[[ Provided material open ]]

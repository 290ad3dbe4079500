use crate::types::{EvaluationResult, Gene, GeneValue};
use serde::{Deserialize, Serialize};
use uuid::Uuid;

/// One parameter vector under evaluation.
///
/// The gene vector is fixed at construction. Score and evaluation result are
/// filled in once, after a backend has run the candidate.
#[derive(Debug, Clone, Serialize, Deserialize)]
pub struct Candidate {
    id: Uuid,
    genes: Vec<Gene>,
    score: Option<f64>,
    result: Option<EvaluationResult>,
}

impl Candidate {
    pub fn new(genes: Vec<Gene>) -> Self {
        Self {
            id: Uuid::new_v4(),
            genes,
            score: None,
            result: None,
        }
    }

    pub fn id(&self) -> Uuid {
        self.id
    }

    pub fn genes(&self) -> &[Gene] {
        &self.genes
    }

    pub fn gene(&self, key: &str) -> Option<&GeneValue> {
        self.genes.iter().find(|g| g.key == key).map(|g| &g.value)
    }

    pub fn score(&self) -> Option<f64> {
        self.score
    }

    pub fn result(&self) -> Option<&EvaluationResult> {
        self.result.as_ref()
    }

    pub fn is_scored(&self) -> bool {
        self.score.is_some()
    }

    /// Positive score means the candidate survived the success filter
    pub fn is_viable(&self) -> bool {
        self.score.map(|s| s > 0.0).unwrap_or(false)
    }

    pub fn set_evaluation(&mut self, score: f64, result: EvaluationResult) {
        self.score = Some(score);
        self.result = Some(result);
    }

    /// Element-wise equality of keys and values
    pub fn same_genes(&self, other: &Candidate) -> bool {
        self.genes == other.genes
    }

    /// Copy with the same identity and genes but no evaluation, used for
    /// out-of-sample runs.
    pub fn clone_for_validation(&self) -> Candidate {
        Candidate {
            id: self.id,
            genes: self.genes.clone(),
            score: None,
            result: None,
        }
    }

    /// New unscored candidate with one gene replaced
    pub fn with_gene(&self, index: usize, value: GeneValue) -> Candidate {
        let mut genes = self.genes.clone();
        if let Some(gene) = genes.get_mut(index) {
            gene.value = value;
        }
        Candidate::new(genes)
    }

    pub fn describe(&self) -> String {
        self.genes
            .iter()
            .map(|g| format!("{}={}", g.key, g.value))
            .collect::<Vec<_>>()
            .join(", ")
    }
}

#[cfg(test)]
mod tests {
    use super::*;
    use crate::types::DateWindow;
    use chrono::NaiveDate;
    use std::collections::HashMap;

    fn sample() -> Candidate {
        Candidate::new(vec![
            Gene::new("fast", GeneValue::Int(10)),
            Gene::new("slow", GeneValue::Int(50)),
        ])
    }

    #[test]
    fn test_clone_for_validation_keeps_identity() {
        let mut candidate = sample();
        let day = NaiveDate::from_ymd_opt(2024, 1, 1).unwrap();
        candidate.set_evaluation(
            1.5,
            EvaluationResult {
                metrics: HashMap::new(),
                window: DateWindow::new(day, day),
            },
        );

        let clone = candidate.clone_for_validation();
        assert_eq!(clone.id(), candidate.id());
        assert!(clone.same_genes(&candidate));
        assert!(clone.score().is_none());
        assert!(clone.result().is_none());
    }

    #[test]
    fn test_with_gene_creates_new_identity() {
        let candidate = sample();
        let changed = candidate.with_gene(1, GeneValue::Int(60));
        assert_ne!(changed.id(), candidate.id());
        assert_eq!(changed.gene("slow"), Some(&GeneValue::Int(60)));
        assert!(!changed.same_genes(&candidate));
    }
}
impl StopHandle {
    /// Halt before the next generation begins
    pub fn stop(&self) {
        self.stop.store(true, Ordering::SeqCst);
    }

    /// Halt and abandon the evaluations currently in flight
    pub fn cancel(&self) {
        self.stop();
        self.cancel.cancel();
    }

    pub fn is_stop_requested(&self) -> bool {
        self.stop.load(Ordering::SeqCst)
    }

    fn reset(&self) {
        self.stop.store(false, Ordering::SeqCst);
    }
}

pub struct EvolutionEngine {
    config: EvolutionConfig,
    factory: CandidateFactory,
    store: GenerationStore,
    backend: Box<dyn ExecutionBackend>,
    termination: Box<dyn Termination>,
    hall_of_fame: HallOfFame,
    window: DateWindow,
    timeout: Duration,
    state: EngineState,
    stop: StopHandle,
    started_at: Option<Instant>,
    rng: StdRng,
}

impl EvolutionEngine {
    pub fn new(
        config: EvolutionConfig,
        factory: CandidateFactory,
        backend: Box<dyn ExecutionBackend>,
        termination: Box<dyn Termination>,
        window: DateWindow,
    ) -> Self {
        let rng = match config.seed {
            Some(seed) => StdRng::seed_from_u64(seed),
            None => StdRng::from_entropy(),
        };

        let stop = StopHandle {
            stop: Arc::new(AtomicBool::new(false)),
            cancel: backend.cancel_token().clone(),
        };

        Self {
            store: GenerationStore::new(factory.specs().to_vec(), config.max_generation_size),
            hall_of_fame: HallOfFame::new(config.hall_of_fame_size),
            config,
            factory,
            backend,
            termination,
            window,
            timeout: DEFAULT_TIMEOUT,
            state: EngineState::NotStarted,
            stop,
            started_at: None,
            rng,
        }
    }

    pub fn with_timeout(mut self, timeout: Duration) -> Self {
        self.timeout = timeout;
        self
    }

    /// Seed generation 1, evaluate it and run until termination or stop
    pub fn start(&mut self, callback: &mut dyn ProgressCallback) -> Result<EngineState> {
        if self.state != EngineState::NotStarted {
            return Err(OptimizerError::Validation(
                "evolution engine already started".to_string(),
            ));
        }

        self.state = EngineState::Started;
        self.started_at = Some(Instant::now());
        log::info!(
            "Starting search over {} with termination: {}",
            self.window,
            self.termination.name()
        );

        let initial = match self.config.seed_mode {
            SeedMode::Random => self
                .factory
                .random_batch(self.config.population_size, &mut self.rng),
            SeedMode::Cartesian => self.factory.cartesian()?.collect(),
        };
        self.store.seed(initial)?;

        self.evaluate_current(callback)?;
        self.run_loop(callback)
    }

    /// Continue a stopped search
    pub fn resume(&mut self, callback: &mut dyn ProgressCallback) -> Result<EngineState> {
        match self.state {
            EngineState::NotStarted => return Err(OptimizerError::NotStarted),
            EngineState::TerminationReached => return Err(OptimizerError::AlreadyTerminated),
            EngineState::Failed => {
                return Err(OptimizerError::Validation(
                    "search was aborted by a fatal error".to_string(),
                ))
            }
            EngineState::Started => {
                return Err(OptimizerError::Validation("search is already running".to_string()))
            }
            EngineState::Stopped => {}
        }

        if self.termination.has_reached(&self.store.state()) {
            self.state = EngineState::TerminationReached;
            return Err(OptimizerError::AlreadyTerminated);
        }

        self.stop.reset();
        self.state = EngineState::Started;
        log::info!("Resuming search at generation {}", self.store.history().len() + 1);
        self.run_loop(callback)
    }

    fn run_loop(&mut self, callback: &mut dyn ProgressCallback) -> Result<EngineState> {
        while self.state == EngineState::Started {
            if self.stop.is_stop_requested() {
                self.state = EngineState::Stopped;
                log::info!("Search stopped after generation {}", self.store.history().len());
                break;
            }

            let next = self.breed()?;
            self.store.advance(next)?;
            self.evaluate_current(callback)?;
        }
        Ok(self.state)
    }

    /// Candidates for the next generation
    fn breed(&mut self) -> Result<Vec<Candidate>> {
        let current = self.store.current().ok_or(OptimizerError::NotStarted)?;

        if current.is_fruitless() {
            log::info!(
                "Generation {} was fruitless, reseeding with {} random candidates",
                current.number(),
                self.config.population_size
            );
            // Survivors already carried in from an earlier reseed are left behind
            let history = self.store.history();
            let carried_in: HashSet<Uuid> = match history.len().checked_sub(2) {
                Some(i) if history[i].is_fruitless() => {
                    history[i].candidates().iter().map(Candidate::id).collect()
                }
                _ => HashSet::new(),
            };

            let mut next = self
                .factory
                .random_batch(self.config.population_size, &mut self.rng);
            next.extend(
                current
                    .candidates()
                    .iter()
                    .filter(|c| !carried_in.contains(&c.id()))
                    .cloned(),
            );
            return Ok(next);
        }

        let pool = current.viable();
        let mut next = Vec::with_capacity(self.config.population_size * 2);

        while next.len() < self.config.population_size {
            let parents: Vec<&Candidate> = (0..self.config.crossover_parents)
                .map(|_| roulette_selection(pool, &mut self.rng))
                .collect();
            let operator = CrossoverOperator::random(&mut self.rng);
            let child = crossover(
                operator,
                &parents,
                self.config.crossover_mix_probability,
                &mut self.rng,
            );
            next.push(mutate(
                child,
                self.config.mutation_probability,
                &self.factory,
                &mut self.rng,
            ));
        }

        // Elites carry their scores, so they are never re-evaluated
        let elite_count = self.config.elite_count(pool.len());
        next.extend(pool.iter().take(elite_count).cloned());

        if let Some(best) = self.store.best().or_else(|| pool.first()) {
            next.extend(neighborhood(
                best,
                self.config.neighborhood_rounds,
                &self.factory,
                &mut self.rng,
            ));
        }

        Ok(next)
    }

    /// Run the current generation through the backend, then score and notify
    fn evaluate_current(&mut self, callback: &mut dyn ProgressCallback) -> Result<()> {
        let (number, pending) = {
            let generation = self.store.current().ok_or(OptimizerError::NotStarted)?;
            let pending: Vec<Candidate> = generation.pending().cloned().collect();
            (generation.number(), pending)
        };

        self.backend.clear();
        for candidate in &pending {
            self.backend.submit(candidate, &self.window);
        }
        log::debug!(
            "Generation {}: {} candidates submitted to {} backend",
            number,
            pending.len(),
            self.backend.name()
        );

        let batch_started = Instant::now();
        let finished = match self.backend.run_pending(self.timeout) {
            Ok(finished) => finished,
            Err(e) => return Err(self.fail(number, e)),
        };

        if !finished {
            let error = if self.backend.is_cancelled() {
                OptimizerError::Cancelled { generation: number }
            } else {
                OptimizerError::EvaluationTimeout {
                    generation: number,
                    elapsed_secs: batch_started.elapsed().as_secs_f64(),
                }
            };
            self.backend.clear();
            return Err(self.fail(number, error));
        }

        for done in self.backend.take_completed() {
            if !self.store.apply_evaluation(done.candidate_id, done.score, done.result) {
                log::warn!("Result for unknown candidate {} discarded", done.candidate_id);
            }
        }

        self.store.on_generation_scored()?;
        let generation = self.store.current().ok_or(OptimizerError::NotStarted)?;
        for candidate in generation.viable() {
            self.hall_of_fame.try_add(candidate.clone());
        }

        log::info!(
            "Generation {}: {} viable, best {}, hall of fame {}",
            number,
            generation.viable().len(),
            self.store
                .best()
                .and_then(Candidate::score)
                .map(|s| format!("{:.4}", s))
                .unwrap_or_else(|| "none".to_string()),
            self.hall_of_fame.len()
        );

        callback.on_generation_complete(generation);

        if self.termination.has_reached(&self.store.state()) {
            self.state = EngineState::TerminationReached;
            log::info!(
                "Termination reached after {} generations ({})",
                number,
                self.termination.name()
            );
            callback.on_termination(self.store.history());
        }

        Ok(())
    }

    fn fail(&mut self, generation: usize, error: OptimizerError) -> OptimizerError {
        self.state = EngineState::Failed;
        log::error!(
            "Search aborted in generation {} after {:.1}s: {}",
            generation,
            self.elapsed().as_secs_f64(),
            error
        );
        error
    }

    pub fn state(&self) -> EngineState {
        self.state
    }

    pub fn stop_handle(&self) -> StopHandle {
        self.stop.clone()
    }

    /// Time since `start`
    pub fn elapsed(&self) -> Duration {
        self.started_at.map(|t| t.elapsed()).unwrap_or_default()
    }

    pub fn window(&self) -> &DateWindow {
        &self.window
    }

    pub fn history(&self) -> &[Generation] {
        self.store.history()
    }

    pub fn best(&self) -> Option<&Candidate> {
        self.store.best()
    }

    pub fn store(&self) -> &GenerationStore {
        &self.store
    }

    pub fn get_hall_of_fame(&self) -> &HallOfFame {
        &self.hall_of_fame
    }
}
use super::traits::{invalid, ConfigSection};
use crate::error::OptimizerError;
use serde::{Deserialize, Serialize};

#[derive(Debug, Clone, Serialize, Deserialize)]
#[serde(default)]
pub struct TerminationConfig {
    pub max_generations: Option<usize>,
    pub stagnation_generations: Option<usize>,
    pub max_fruitless_generations: Option<usize>,
}

impl Default for TerminationConfig {
    fn default() -> Self {
        Self {
            max_generations: Some(25),
            stagnation_generations: Some(8),
            max_fruitless_generations: Some(5),
        }
    }
}

impl ConfigSection for TerminationConfig {
    fn section_name() -> &'static str {
        "termination"
    }

    fn validate(&self) -> Result<(), OptimizerError> {
        if self.max_generations.is_none()
            && self.stagnation_generations.is_none()
            && self.max_fruitless_generations.is_none()
        {
            return Err(invalid::<Self>("at least one termination condition is required"));
        }
        if self.max_generations == Some(0) {
            return Err(invalid::<Self>("max_generations must be at least 1"));
        }
        Ok(())
    }
}
//! Graph traversal and instruction emission.
//!
//! One [`Compiler`] lowers one [`ir::ShaderGraph`] into a module. Per
//! entry point it walks the statement tree, memoizing expression results
//! by handle so a shared subexpression emits a single instruction.
//! Types, scalar constants, pointer types, and externally bound
//! variables are deduplicated module-wide in ordered maps, which keeps
//! the output byte-identical across runs.

use std::collections::{BTreeMap, BTreeSet, HashMap};

use silica_ir as ir;
use silica_ir::{
    BinaryOp, Expression, Handle, MathFunction, ScalarKind, ShaderType, Statement, UnaryOp,
    Variable, VectorSize,
};

use crate::bindings::{BindingTable, DescriptorKind, DescriptorSetLayout, StageMask};
use crate::spv::{self, builtin, decoration, execution_mode, execution_model, op, storage_class};
use crate::words::{Word, WordStream};
use crate::CompileError;

/// Execution mode attached to an entry point at finalize.
#[derive(Clone, Copy, Debug)]
pub(crate) enum ExecMode {
    None,
    OutputVertices(u32),
    OriginUpperLeft,
    LocalSize([u32; 3]),
}

/// A lowered entry point, held until finalize.
struct EntryFunction {
    name: &'static str,
    execution_model: Word,
    function_id: Word,
    interface: Vec<Word>,
    mode: ExecMode,
    body: WordStream,
}

/// Per-entry-point traversal state.
///
/// The expression memo stores 0 while a node is being lowered; hitting
/// the placeholder again means the graph has a cycle.
struct FunctionState {
    stage: StageMask,
    body: WordStream,
    exprs: HashMap<Handle<Expression>, Word>,
    vars: HashMap<(Handle<Variable>, Word), Word>,
    interface: Vec<Word>,
}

[[ Provided material closed ]]

Exercise objective: Print, please, the lines above from the very first through the one that holds "evaluation result are", both included, word for word and with nothing else.

Solution:
repository 290ad3dbe4079500
use crate::types::{EvaluationResult, Gene, GeneValue};
use serde::{Deserialize, Serialize};
use uuid::Uuid;

/// One parameter vector under evaluation.
///
/// The gene vector is fixed at construction. Score and evaluation result are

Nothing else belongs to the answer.